Poison control: The logistic function dates to the 1830s, when the Belgian statistician P.F. Verhulst invented it to describe population dynamics: Over time, an initial explosion of exponential growth flattens as it consumes available resources, resulting in the characteristic logistic curve. More than a century passed before American statistician E. B. Wilson and his student Jane Worcester devised logistic regression to figure out how much of a given hazardous substance would be fatal. How they gathered their training data is a subject for another essay.
Fitting the function: Logistic regression fits the logistic function to a dataset in order to predict the probability, given an event (say, ingesting strychnine), that a particular outcome will occur (say, an untimely demise).
- Training adjusts the curve’s center location horizontally and its middle vertically to minimize error between the function’s output and the data.
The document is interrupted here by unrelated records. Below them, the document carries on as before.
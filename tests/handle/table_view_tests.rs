use tether::handle::{Handle, TableView};
use tether::vm::{VM, Value};

#[test]
fn create_allocates_a_fresh_table() {
    let vm = VM::new();
    let t = TableView::create(&vm);
    assert!(!t.is_empty());
    assert_eq!(vm.tables_created(), 1);
    assert_eq!(t.debug_str(), "table#0");
    assert_eq!(vm.stack_height(), 0);
}

#[test]
fn fields_round_trip() {
    let vm = VM::new();
    let t = TableView::create(&vm);

    t.write_field("hp", 42i64);
    assert_eq!(t.read_field("hp").cast::<i64>(), Ok(42));
    assert!(t.read_field("missing").is_empty());

    t.write_field("hp", 43i64);
    assert_eq!(t.read_field("hp").cast::<i64>(), Ok(43));
    assert_eq!(vm.stack_height(), 0);
}

#[test]
fn writing_nil_removes_the_field() {
    let vm = VM::new();
    let t = TableView::create(&vm);
    t.write_field("k", 1i64);
    t.write_field("k", None::<i64>);
    assert!(t.read_field("k").is_empty());
}

#[test]
fn non_table_receivers_are_lenient() {
    let vm = VM::new();
    let v = TableView::from(Handle::from_host(&vm, 5i64));
    let pins = vm.live_pins();

    assert!(v.read_field("x").is_empty());
    v.write_field("x", 1i64);

    assert_eq!(vm.live_pins(), pins, "a dropped write must not register anything");
    assert_eq!(vm.stack_height(), 0);
    assert_eq!(v.cast::<i64>(), Ok(5), "the wrapped value is untouched");
}

#[test]
fn field_accessors_read_and_write() {
    let vm = VM::new();
    let t = TableView::create(&vm);

    t.field("name").set("borja");
    assert_eq!(t.field("name").get().cast::<String>(), Ok("borja".to_owned()));

    let captured = Handle::from(t.field("name"));
    assert_eq!(captured.cast::<String>(), Ok("borja".to_owned()));
    assert_eq!(t.field("name").name(), "name");
}

#[test]
fn raw_set_accepts_non_string_keys() {
    let vm = VM::new();
    let t = TableView::create(&vm);
    let other = TableView::create(&vm);

    t.raw_set(1i64, "one");
    t.raw_set(true, 10i64);
    t.raw_set(other.handle(), "by-table");

    t.push_value_to_stack();
    vm.push(Value::Integer(1));
    vm.raw_get_kv();
    assert_eq!(vm.pop(), Value::String("one".into()));

    vm.push(Value::Boolean(true));
    vm.raw_get_kv();
    assert_eq!(vm.pop(), Value::Integer(10));

    other.push_value_to_stack();
    vm.raw_get_kv();
    assert_eq!(vm.pop(), Value::String("by-table".into()));

    vm.pop();
    assert_eq!(vm.stack_height(), 0);
}

#[test]
fn reads_follow_index_links_but_writes_do_not() {
    let vm = VM::new();
    let defaults = TableView::create(&vm);
    let meta = TableView::create(&vm);
    let t = TableView::create(&vm);

    defaults.write_field("greeting", "hi");
    meta.write_field("__index", defaults.handle());
    t.set_metatable(meta.handle());

    assert_eq!(t.read_field("greeting").cast::<String>(), Ok("hi".to_owned()));

    t.write_field("greeting", "own");
    assert_eq!(t.read_field("greeting").cast::<String>(), Ok("own".to_owned()));
    assert_eq!(
        defaults.read_field("greeting").cast::<String>(),
        Ok("hi".to_owned()),
        "writes are raw and must not travel the chain"
    );
}

#[test]
fn handles_nest_inside_tables() {
    let vm = VM::new();
    let t = TableView::create(&vm);
    let inner = Handle::from_host(&vm, 99i64);
    let nested = TableView::create(&vm);

    t.write_field("inner", &inner);
    t.write_field("nested", nested.handle());

    assert_eq!(t.read_field("inner").cast::<i64>(), Ok(99));
    assert_eq!(t.read_field("nested").debug_str(), nested.debug_str());
}

#[test]
fn views_wrap_and_unwrap_handles() {
    let vm = VM::new();
    let h = Handle::from_host(&vm, 3i64);
    let rendering = h.debug_str();

    let view = TableView::from(h);
    assert!(!view.is_empty());
    assert_eq!(view.handle().debug_str(), rendering);

    let back: Handle = view.into_handle();
    assert_eq!(back.debug_str(), rendering);
}

#[test]
fn view_clones_see_the_same_table() {
    let vm = VM::new();
    let t = TableView::create(&vm);
    let alias = t.clone();

    t.write_field("shared", 1i64);
    assert_eq!(alias.read_field("shared").cast::<i64>(), Ok(1));
    assert_eq!(vm.live_pins(), 2, "two views, two registrations, one table");
}

#[test]
#[should_panic(expected = "handle is empty")]
fn reading_through_an_empty_view_is_fatal() {
    let view = TableView::from(Handle::new());
    let _ = view.read_field("x");
}

#[test]
#[should_panic(expected = "handle is empty")]
fn writing_through_an_empty_view_is_fatal() {
    let view = TableView::from(Handle::new());
    view.write_field("x", 1i64);
}

#[test]
#[should_panic(expected = "view is empty")]
fn field_accessor_on_an_empty_view_is_fatal() {
    let view = TableView::from(Handle::new());
    let _ = view.field("x");
}

#[test]
#[should_panic(expected = "cannot key a table")]
fn nil_keys_are_rejected() {
    let vm = VM::new();
    let t = TableView::create(&vm);
    t.raw_set(None::<i64>, 1i64);
}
- Adjusting the center to the right or the left means that it would take more or less poison to kill the average person. A steep slope signifies certainty: Before the halfway point, most people survive; beyond the halfway point, sayonara. A gentle slope is more forgiving: lower than midway up the curve, more than half survive. Farther up, less than half.
- Set a threshold of 0.5 between one outcome and another, and the curve becomes a classifier. Just enter the dose into the model, and you’ll know whether you should be planning a party or a funeral.
More outcomes: Verhulst’s work found the probabilities of binary outcomes, ignoring further possibilities like which side of the afterlife a poison victim might land in. His successors extended the algorithm.
- Working independently in the late 1960s, British statistician David Cox and Dutch statistician Henri Theil adapted logistic regression for situations that have more than two possible outcomes.
- Further work yielded ordered logistic regression, in which the outcomes are ordered values.
- To deal with sparse or high-dimensional data, logistic regression can take advantage of the same regularization techniques as linear regression.
Versatile curve: The logistic function describes a wide range of phenomena with fair accuracy, so logistic regression provides serviceable baseline predictions in many situations. In medicine, it estimates mortality and risk of disease. In political science, it predicts winners and losers of elections. In economics, it forecasts business prospects. More relevant to deep learning, it drives a portion of the neurons, in which the nonlinearity is a sigmoid, in a wide variety of neural networks.